EXERCISE INSTRUCTIONS> Starting with the first line, output the data exactly through to the end.
+ + + + +
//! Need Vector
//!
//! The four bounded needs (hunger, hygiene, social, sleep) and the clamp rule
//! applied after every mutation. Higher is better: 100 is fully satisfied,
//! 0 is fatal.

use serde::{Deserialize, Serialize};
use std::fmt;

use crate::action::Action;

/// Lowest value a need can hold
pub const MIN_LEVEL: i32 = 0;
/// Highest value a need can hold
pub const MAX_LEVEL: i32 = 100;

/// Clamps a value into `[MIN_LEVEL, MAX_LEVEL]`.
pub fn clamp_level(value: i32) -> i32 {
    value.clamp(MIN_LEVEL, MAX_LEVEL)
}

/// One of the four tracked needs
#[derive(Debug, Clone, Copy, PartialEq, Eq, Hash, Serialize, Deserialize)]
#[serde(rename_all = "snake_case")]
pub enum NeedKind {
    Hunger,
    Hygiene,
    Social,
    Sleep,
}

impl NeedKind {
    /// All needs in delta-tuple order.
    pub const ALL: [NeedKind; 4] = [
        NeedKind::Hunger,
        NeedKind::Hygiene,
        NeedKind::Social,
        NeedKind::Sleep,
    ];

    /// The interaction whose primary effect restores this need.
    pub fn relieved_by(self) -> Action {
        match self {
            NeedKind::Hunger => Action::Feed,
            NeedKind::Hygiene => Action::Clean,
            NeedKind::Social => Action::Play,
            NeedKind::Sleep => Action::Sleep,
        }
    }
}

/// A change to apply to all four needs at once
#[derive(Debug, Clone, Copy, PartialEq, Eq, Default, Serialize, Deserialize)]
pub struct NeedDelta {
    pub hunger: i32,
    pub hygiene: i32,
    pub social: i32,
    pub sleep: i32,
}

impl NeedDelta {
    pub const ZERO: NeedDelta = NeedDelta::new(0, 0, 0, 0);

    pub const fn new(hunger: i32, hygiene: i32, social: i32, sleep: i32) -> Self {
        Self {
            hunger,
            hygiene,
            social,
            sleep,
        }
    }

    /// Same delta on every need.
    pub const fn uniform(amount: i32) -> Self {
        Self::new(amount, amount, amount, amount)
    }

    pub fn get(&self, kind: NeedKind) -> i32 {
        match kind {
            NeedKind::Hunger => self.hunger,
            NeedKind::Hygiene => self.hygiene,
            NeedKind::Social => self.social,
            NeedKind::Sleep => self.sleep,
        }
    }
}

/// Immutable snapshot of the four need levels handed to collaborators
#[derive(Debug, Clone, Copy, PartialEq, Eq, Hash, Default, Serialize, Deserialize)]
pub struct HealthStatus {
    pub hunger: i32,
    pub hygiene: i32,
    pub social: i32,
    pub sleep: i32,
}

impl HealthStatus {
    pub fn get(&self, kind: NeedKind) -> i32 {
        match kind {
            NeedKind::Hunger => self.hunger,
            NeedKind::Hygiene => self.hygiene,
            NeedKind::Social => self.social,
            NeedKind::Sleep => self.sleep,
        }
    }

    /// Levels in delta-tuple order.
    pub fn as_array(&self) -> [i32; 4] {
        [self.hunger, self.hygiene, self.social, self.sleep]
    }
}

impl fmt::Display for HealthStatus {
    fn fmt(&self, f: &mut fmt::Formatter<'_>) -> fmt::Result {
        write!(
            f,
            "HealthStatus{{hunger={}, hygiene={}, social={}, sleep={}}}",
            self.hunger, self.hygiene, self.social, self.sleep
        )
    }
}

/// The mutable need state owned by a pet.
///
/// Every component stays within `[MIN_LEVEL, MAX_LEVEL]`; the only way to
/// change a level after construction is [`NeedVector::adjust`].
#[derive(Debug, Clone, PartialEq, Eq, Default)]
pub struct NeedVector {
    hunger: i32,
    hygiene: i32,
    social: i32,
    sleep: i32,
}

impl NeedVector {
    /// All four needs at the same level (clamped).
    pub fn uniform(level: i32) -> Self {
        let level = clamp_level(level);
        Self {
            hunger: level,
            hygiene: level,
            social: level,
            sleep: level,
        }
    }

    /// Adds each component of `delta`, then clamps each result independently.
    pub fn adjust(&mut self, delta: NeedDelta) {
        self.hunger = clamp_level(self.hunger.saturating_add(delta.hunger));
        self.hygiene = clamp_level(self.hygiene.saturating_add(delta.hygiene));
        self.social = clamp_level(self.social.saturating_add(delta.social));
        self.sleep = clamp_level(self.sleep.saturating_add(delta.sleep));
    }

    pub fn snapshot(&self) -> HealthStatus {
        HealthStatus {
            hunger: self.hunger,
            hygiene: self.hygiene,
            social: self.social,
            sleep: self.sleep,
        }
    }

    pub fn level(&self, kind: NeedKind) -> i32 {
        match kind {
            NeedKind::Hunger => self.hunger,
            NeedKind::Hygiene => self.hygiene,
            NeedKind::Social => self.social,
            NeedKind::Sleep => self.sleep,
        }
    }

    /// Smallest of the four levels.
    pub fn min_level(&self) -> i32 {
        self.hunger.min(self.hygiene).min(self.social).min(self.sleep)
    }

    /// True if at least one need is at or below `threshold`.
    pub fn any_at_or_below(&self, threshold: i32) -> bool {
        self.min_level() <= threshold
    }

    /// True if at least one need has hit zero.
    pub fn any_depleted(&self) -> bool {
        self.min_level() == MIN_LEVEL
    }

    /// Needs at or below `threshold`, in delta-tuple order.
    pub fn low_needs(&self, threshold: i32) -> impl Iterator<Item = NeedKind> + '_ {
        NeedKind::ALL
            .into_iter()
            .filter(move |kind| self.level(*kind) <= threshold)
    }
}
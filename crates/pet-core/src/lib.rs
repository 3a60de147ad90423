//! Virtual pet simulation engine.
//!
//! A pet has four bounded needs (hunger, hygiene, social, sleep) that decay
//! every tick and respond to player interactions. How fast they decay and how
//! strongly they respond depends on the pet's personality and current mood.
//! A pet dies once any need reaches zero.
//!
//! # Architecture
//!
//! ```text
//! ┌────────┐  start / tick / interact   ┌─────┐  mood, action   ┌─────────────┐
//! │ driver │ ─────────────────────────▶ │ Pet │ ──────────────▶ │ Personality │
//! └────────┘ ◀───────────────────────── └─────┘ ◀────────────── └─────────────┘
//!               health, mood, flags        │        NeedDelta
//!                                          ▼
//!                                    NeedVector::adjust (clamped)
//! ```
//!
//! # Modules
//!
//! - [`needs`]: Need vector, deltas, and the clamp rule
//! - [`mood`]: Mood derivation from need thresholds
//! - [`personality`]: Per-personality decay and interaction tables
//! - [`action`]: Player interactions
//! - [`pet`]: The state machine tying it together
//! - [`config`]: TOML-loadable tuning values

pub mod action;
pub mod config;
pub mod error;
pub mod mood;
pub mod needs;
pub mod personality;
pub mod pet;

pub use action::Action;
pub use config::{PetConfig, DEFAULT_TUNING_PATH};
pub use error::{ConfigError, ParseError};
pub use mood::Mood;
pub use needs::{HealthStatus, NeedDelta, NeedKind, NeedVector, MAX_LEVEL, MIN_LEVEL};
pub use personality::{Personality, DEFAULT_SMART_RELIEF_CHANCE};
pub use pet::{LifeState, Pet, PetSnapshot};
+ + + + +
OUTPUT OF THE TASK>
//! Need Vector
//!
//! The four bounded needs (hunger, hygiene, social, sleep) and the clamp rule
//! applied after every mutation. Higher is better: 100 is fully satisfied,
//! 0 is fatal.

use serde::{Deserialize, Serialize};
use std::fmt;

use crate::action::Action;

/// Lowest value a need can hold
pub const MIN_LEVEL: i32 = 0;
/// Highest value a need can hold
pub const MAX_LEVEL: i32 = 100;

/// Clamps a value into `[MIN_LEVEL, MAX_LEVEL]`.
pub fn clamp_level(value: i32) -> i32 {
    value.clamp(MIN_LEVEL, MAX_LEVEL)
}

/// One of the four tracked needs
#[derive(Debug, Clone, Copy, PartialEq, Eq, Hash, Serialize, Deserialize)]
#[serde(rename_all = "snake_case")]
pub enum NeedKind {
    Hunger,
    Hygiene,
    Social,
    Sleep,
}

impl NeedKind {
    /// All needs in delta-tuple order.
    pub const ALL: [NeedKind; 4] = [
        NeedKind::Hunger,
        NeedKind::Hygiene,
        NeedKind::Social,
        NeedKind::Sleep,
    ];

    /// The interaction whose primary effect restores this need.
    pub fn relieved_by(self) -> Action {
        match self {
            NeedKind::Hunger => Action::Feed,
            NeedKind::Hygiene => Action::Clean,
            NeedKind::Social => Action::Play,
            NeedKind::Sleep => Action::Sleep,
        }
    }
}

/// A change to apply to all four needs at once
#[derive(Debug, Clone, Copy, PartialEq, Eq, Default, Serialize, Deserialize)]
pub struct NeedDelta {
    pub hunger: i32,
    pub hygiene: i32,
    pub social: i32,
    pub sleep: i32,
}

impl NeedDelta {
    pub const ZERO: NeedDelta = NeedDelta::new(0, 0, 0, 0);

    pub const fn new(hunger: i32, hygiene: i32, social: i32, sleep: i32) -> Self {
        Self {
            hunger,
            hygiene,
            social,
            sleep,
        }
    }

    /// Same delta on every need.
    pub const fn uniform(amount: i32) -> Self {
        Self::new(amount, amount, amount, amount)
    }

    pub fn get(&self, kind: NeedKind) -> i32 {
        match kind {
            NeedKind::Hunger => self.hunger,
            NeedKind::Hygiene => self.hygiene,
            NeedKind::Social => self.social,
            NeedKind::Sleep => self.sleep,
        }
    }
}

/// Immutable snapshot of the four need levels handed to collaborators
#[derive(Debug, Clone, Copy, PartialEq, Eq, Hash, Default, Serialize, Deserialize)]
pub struct HealthStatus {
    pub hunger: i32,
    pub hygiene: i32,
    pub social: i32,
    pub sleep: i32,
}

impl HealthStatus {
    pub fn get(&self, kind: NeedKind) -> i32 {
        match kind {
            NeedKind::Hunger => self.hunger,
            NeedKind::Hygiene => self.hygiene,
            NeedKind::Social => self.social,
            NeedKind::Sleep => self.sleep,
        }
    }

    /// Levels in delta-tuple order.
    pub fn as_array(&self) -> [i32; 4] {
        [self.hunger, self.hygiene, self.social, self.sleep]
    }
}

impl fmt::Display for HealthStatus {
    fn fmt(&self, f: &mut fmt::Formatter<'_>) -> fmt::Result {
        write!(
            f,
            "HealthStatus{{hunger={}, hygiene={}, social={}, sleep={}}}",
            self.hunger, self.hygiene, self.social, self.sleep
        )
    }
}

/// The mutable need state owned by a pet.
///
/// Every component stays within `[MIN_LEVEL, MAX_LEVEL]`; the only way to
/// change a level after construction is [`NeedVector::adjust`].
#[derive(Debug, Clone, PartialEq, Eq, Default)]
pub struct NeedVector {
    hunger: i32,
    hygiene: i32,
    social: i32,
    sleep: i32,
}

impl NeedVector {
    /// All four needs at the same level (clamped).
    pub fn uniform(level: i32) -> Self {
        let level = clamp_level(level);
        Self {
            hunger: level,
            hygiene: level,
            social: level,
            sleep: level,
        }
    }

    /// Adds each component of `delta`, then clamps each result independently.
    pub fn adjust(&mut self, delta: NeedDelta) {
        self.hunger = clamp_level(self.hunger.saturating_add(delta.hunger));
        self.hygiene = clamp_level(self.hygiene.saturating_add(delta.hygiene));
        self.social = clamp_level(self.social.saturating_add(delta.social));
        self.sleep = clamp_level(self.sleep.saturating_add(delta.sleep));
    }

    pub fn snapshot(&self) -> HealthStatus {
        HealthStatus {
            hunger: self.hunger,
            hygiene: self.hygiene,
            social: self.social,
            sleep: self.sleep,
        }
    }

    pub fn level(&self, kind: NeedKind) -> i32 {
        match kind {
            NeedKind::Hunger => self.hunger,
            NeedKind::Hygiene => self.hygiene,
            NeedKind::Social => self.social,
            NeedKind::Sleep => self.sleep,
        }
    }

    /// Smallest of the four levels.
    pub fn min_level(&self) -> i32 {
        self.hunger.min(self.hygiene).min(self.social).min(self.sleep)
    }

    /// True if at least one need is at or below `threshold`.
    pub fn any_at_or_below(&self, threshold: i32) -> bool {
        self.min_level() <= threshold
    }

    /// True if at least one need has hit zero.
    pub fn any_depleted(&self) -> bool {
        self.min_level() == MIN_LEVEL
    }

    /// Needs at or below `threshold`, in delta-tuple order.
    pub fn low_needs(&self, threshold: i32) -> impl Iterator<Item = NeedKind> + '_ {
        NeedKind::ALL
            .into_iter()
            .filter(move |kind| self.level(*kind) <= threshold)
    }
}
filename crates/pet-core/src/lib.rs
repository 3a60de147ad90423
//! Virtual pet simulation engine.
//!
//! A pet has four bounded needs (hunger, hygiene, social, sleep) that decay
//! every tick and respond to player interactions. How fast they decay and how
//! strongly they respond depends on the pet's personality and current mood.
//! A pet dies once any need reaches zero.
//!
//! # Architecture
//!
//! ```text
//! ┌────────┐  start / tick / interact   ┌─────┐  mood, action   ┌─────────────┐
//! │ driver │ ─────────────────────────▶ │ Pet │ ──────────────▶ │ Personality │
//! └────────┘ ◀───────────────────────── └─────┘ ◀────────────── └─────────────┘
//!               health, mood, flags        │        NeedDelta
//!                                          ▼
//!                                    NeedVector::adjust (clamped)
//! ```
//!
//! # Modules
//!
//! - [`needs`]: Need vector, deltas, and the clamp rule
//! - [`mood`]: Mood derivation from need thresholds
//! - [`personality`]: Per-personality decay and interaction tables
//! - [`action`]: Player interactions
//! - [`pet`]: The state machine tying it together
//! - [`config`]: TOML-loadable tuning values

pub mod action;
pub mod config;
pub mod error;
pub mod mood;
pub mod needs;
pub mod personality;
pub mod pet;

pub use action::Action;
pub use config::{PetConfig, DEFAULT_TUNING_PATH};
pub use error::{ConfigError, ParseError};
pub use mood::Mood;
pub use needs::{HealthStatus, NeedDelta, NeedKind, NeedVector, MAX_LEVEL, MIN_LEVEL};
pub use personality::{Personality, DEFAULT_SMART_RELIEF_CHANCE};
pub use pet::{LifeState, Pet, PetSnapshot};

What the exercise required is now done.